LUIZ CARLOS BRESSER-PEREIRA
A banalidade do mal
Está passando em São Paulo o extraordinário filme de Margareth von Trotta, "Hannah Arendt", que relata um momento crucial na vida da notável filósofa: a decisão de presenciar o julgamento de Adolf Eichmann em Israel, em 1960, e escrever uma série de artigos para a "New Yorker", que viraram depois o livro "Eichmann em Jerusalém".
Em vez de simplesmente retratar Eichmann como o gênio do mal, como esperavam seus leitores, em vez de descrevê-lo como um homem violento e racista, ela o descreveu como um medíocre burocrata que cumpria ordens, um homem normal sem capacidade de avaliar o mal que praticava.

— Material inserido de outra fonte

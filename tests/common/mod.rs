//! Shared test utilities for wumpus-replay
//!
//! Trace fixtures and controller construction helpers used by the
//! integration tests.

pub mod traces;

use std::sync::Arc;
use std::time::Duration;

use tempfile::TempDir;
use wumpus_replay::config::ReplaySettings;
use wumpus_replay::producer::mock::{MockConfig, MockProducer};
use wumpus_replay::ReplayController;

/// Controller over a mock producer writing into a fresh temp dir.
///
/// The `TempDir` must outlive the controller.
pub fn mock_controller(config: MockConfig, timeout: Duration) -> (TempDir, Arc<MockProducer>, ReplayController) {
    mock_controller_with(config, timeout, ReplaySettings::default())
}

pub fn mock_controller_with(
    config: MockConfig,
    timeout: Duration,
    settings: ReplaySettings,
) -> (TempDir, Arc<MockProducer>, ReplayController) {
    let dir = tempfile::tempdir().expect("Failed to create temp dir");
    let producer = Arc::new(MockProducer::new(dir.path()).with_config(config));
    let controller = ReplayController::new(producer.clone(), timeout, settings);
    (dir, producer, controller)
}
use std::path::PathBuf;

use async_trait::async_trait;

use crate::producer::error::ProducerError;
use crate::producer::runner::{ProducerOutput, TraceProducer};

/// Replays a trace some earlier run already wrote, without spawning anything.
pub struct FileProducer {
    path: PathBuf,
}

impl FileProducer {
    pub fn new(path: impl Into<PathBuf>) -> Self {
        Self { path: path.into() }
    }
}

#[async_trait]
impl TraceProducer for FileProducer {
    async fn produce(&self) -> Result<ProducerOutput, ProducerError> {
        if !self.path.exists() {
            return Err(ProducerError::Unavailable(format!(
                "trace file '{}' not found",
                self.path.display()
            )));
        }
        Ok(ProducerOutput::new(self.path.clone()))
    }

    fn is_available(&self) -> bool {
        self.path.exists()
    }

    fn describe(&self) -> String {
        format!("existing trace {}", self.path.display())
    }
}
#[derive(Error, Debug)]
pub enum ReplayError {
    #[error(transparent)]
    Producer(#[from] ProducerError),

    #[error("Could not parse trace: {0}")]
    Trace(#[from] TraceError),

    #[error("Could not read trace {}: {source}", .path.display())]
    ReadArtifact {
        path: PathBuf,
        #[source]
        source: std::io::Error,
    },

    #[error("Cannot {operation} while {state}")]
    InvalidState {
        operation: &'static str,
        state: ControllerState,
    },
}

/// What the renderer shows right now
#[derive(Debug, Clone, PartialEq, Eq)]
pub struct CurrentView {
    pub location: Location,
    pub percepts: Option<PerceptVector>,
    pub score: i64,
    pub time: u64,
    pub wumpus_status: WumpusStatus,
    pub wumpus_location: Option<Location>,
    pub knowledge: KnowledgeSnapshot,
    /// Distinct consecutive positions walked so far
    pub path: Vec<Location>,
}

impl CurrentView {
    fn initial(start: Location) -> Self {
        Self {
            location: start,
            percepts: None,
            score: 0,
            time: 0,
            wumpus_status: WumpusStatus::Alive,
            wumpus_location: None,
            knowledge: KnowledgeAccumulator::new(start).snapshot(),
            path: vec![start],
        }
    }

    fn adopt(&mut self, round: &RoundRecord) {
        self.location = round.start_location;
        self.percepts = Some(round.percepts);
        self.score = round.score;
        self.time = round.time;
        self.wumpus_status = round.wumpus_status;
        self.wumpus_location = round.wumpus_location;
        self.knowledge = round.knowledge.clone();
        if self.path.last() != Some(&round.start_location) {
            self.path.push(round.start_location);
        }
    }
}

pub struct ReplayController {
    producer: Arc<dyn TraceProducer>,
    timeout: Duration,
    settings: ReplaySettings,
    rounds: Arc<[RoundRecord]>,
    warnings: Vec<ParseWarning>,
    cursor: Option<usize>,
    state: ControllerState,
    current: CurrentView,
    autoplay: AutoPlay,
    messages: MessageLog,
}
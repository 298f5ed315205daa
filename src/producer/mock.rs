//! Mock trace producer for deterministic testing
//!
//! Implements [`TraceProducer`] by writing a pre-configured trace to disk
//! instead of running the Prolog agent. Failure modes and slow producers can
//! be simulated to exercise the replay controller's error paths.
//!
//! # Example
//! ```no_run
//! use wumpus_replay::producer::mock::{MockConfig, MockProducer};
//!
//! let producer = MockProducer::new("/tmp/run")
//!     .with_config(MockConfig::default().with_trace("New Round:\n"));
//! ```

use std::path::PathBuf;
use std::sync::atomic::{AtomicUsize, Ordering};
use std::time::Duration;

use async_trait::async_trait;

use crate::producer::error::ProducerError;
use crate::producer::runner::{ProducerOutput, TraceProducer};

/// Failure to simulate when `produce` is called
#[derive(Clone, Debug)]
pub enum MockFailure {
    Unavailable(String),
    NonZeroExit { code: i32, stderr: String },
    /// Exit cleanly without writing the trace
    NoArtifact,
}

/// Configuration for mock producer behavior
#[derive(Clone, Debug, Default)]
pub struct MockConfig {
    /// Trace text written on success
    pub trace: String,
    /// Delay before completing (simulates a slow agent)
    pub delay: Duration,
    /// Failure to return instead of producing
    pub failure: Option<MockFailure>,
}

impl MockConfig {
    pub fn with_trace(mut self, trace: impl Into<String>) -> Self {
        self.trace = trace.into();
        self
    }

    pub fn with_delay(mut self, delay: Duration) -> Self {
        self.delay = delay;
        self
    }

    pub fn failing_with(mut self, failure: MockFailure) -> Self {
        self.failure = Some(failure);
        self
    }
}

pub struct MockProducer {
    working_dir: PathBuf,
    trace_file: PathBuf,
    config: MockConfig,
    calls: AtomicUsize,
}

impl MockProducer {
    pub fn new(working_dir: impl Into<PathBuf>) -> Self {
        Self {
            working_dir: working_dir.into(),
            trace_file: PathBuf::from("kb.txt"),
            config: MockConfig::default(),
            calls: AtomicUsize::new(0),
        }
    }

    pub fn with_config(mut self, config: MockConfig) -> Self {
        self.config = config;
        self
    }

    pub fn with_trace_file(mut self, trace_file: impl Into<PathBuf>) -> Self {
        self.trace_file = trace_file.into();
        self
    }

    /// Number of times `produce` has been called
    pub fn calls(&self) -> usize {
        self.calls.load(Ordering::SeqCst)
    }

    pub fn trace_path(&self) -> PathBuf {
        self.working_dir.join(&self.trace_file)
    }
}

#[async_trait]
impl TraceProducer for MockProducer {
    async fn produce(&self) -> Result<ProducerOutput, ProducerError> {
        self.calls.fetch_add(1, Ordering::SeqCst);

        if !self.config.delay.is_zero() {
            tokio::time::sleep(self.config.delay).await;
        }

        match &self.config.failure {
            Some(MockFailure::Unavailable(msg)) => {
                return Err(ProducerError::Unavailable(msg.clone()));
            }
            Some(MockFailure::NonZeroExit { code, stderr }) => {
                return Err(ProducerError::NonZeroExit {
                    code: Some(*code),
                    stdout: String::new(),
                    stderr: stderr.clone(),
                });
            }
            Some(MockFailure::NoArtifact) => {
                let path = self.trace_path();
                if path.exists() {
                    tokio::fs::remove_file(&path).await?;
                }
                return Ok(ProducerOutput::new(path));
            }
            None => {}
        }

        let path = self.trace_path();
        tokio::fs::write(&path, &self.config.trace).await?;
        Ok(ProducerOutput {
            trace_path: path,
            stdout: "mock producer finished".to_string(),
            stderr: String::new(),
        })
    }

    fn is_available(&self) -> bool {
        !matches!(self.config.failure, Some(MockFailure::Unavailable(_)))
    }

    fn describe(&self) -> String {
        format!("mock producer in {}", self.working_dir.display())
    }
}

E faz então uma descoberta fundamental: identificou a banalidade do mal, o fato de que ele só se torna imenso quando se torna banal e, por isso, compartilhado por muitos.
Diante dessa descoberta, eu me pergunto: como essa banalidade do mal se manifesta hoje? Arendt chegou a esse conceito diante de um genocídio de dimensões gigantescas, e do julgamento de um dos seus atores. Mas o mal não se limita a esses momentos extremos.
Como definir o mal? Como se manifestou o mal neste início do século 21? E será que muitos reagiram de forma banal aos episódios de mal que vivenciaram?
O mal é um conceito filosófico que não tenho competência para definir, mas arrisco a definição sugerida por Arendt no filme. O mal é a violência contra o ser humano e, portanto, contra a humanidade.
A partir dessa definição, saliento três manifestações maiores do mal neste início de século: o terrorismo islâmico contra inocentes, a Guerra do Iraque, e a guerra civil "pela democracia" na Síria. Nos três casos, vimos ou estamos vendo uma violência imensa contra seres humanos inocentes.
Não há nada que justifique as mortes causadas pelo terrorismo islâmico, assim como pela Guerra do Iraque, e pela guerra na Síria, apoiada pela Arábia Saudita e por potências ocidentais. Nos três casos, vemos a banalidade do mal.
Para o islamismo radical que quer instaurar o califado no mundo árabe, nada mais banal do que os ataques terroristas, inclusive os ataques suicidas, nos quais a violência é também autoviolência.
Para os dirigentes políticos que decidiram a Guerra do Iraque, mataram dezenas de milhares de pessoas e instauraram a desordem no país, também nada mais banal. Afinal, isso já foi feito antes em nome da "civilização ocidental".
Também é banal para os "rebeldes" sírios e para os que os apoiam a morte de mais de 100 mil pessoas para ali instalar uma "democracia" --uma curiosa democracia, já que hoje os grupos islâmicos sunitas tornaram-se dominantes entre os rebeldes que buscam derrubar um governante autoritário que há muito garante a ordem em um país atrasado.
O mal está, portanto, entre nós. Está nesses episódios, está nos crimes associados às drogas, está na violência e no desrespeito contra os pobres. Mas é difícil para nós nos indignarmos, porque esse mal é banal. Só quando ele deixa de sê-lo, e a sociedade se torna indignada, pode ele ser combatido e, em alguns casos, vencido.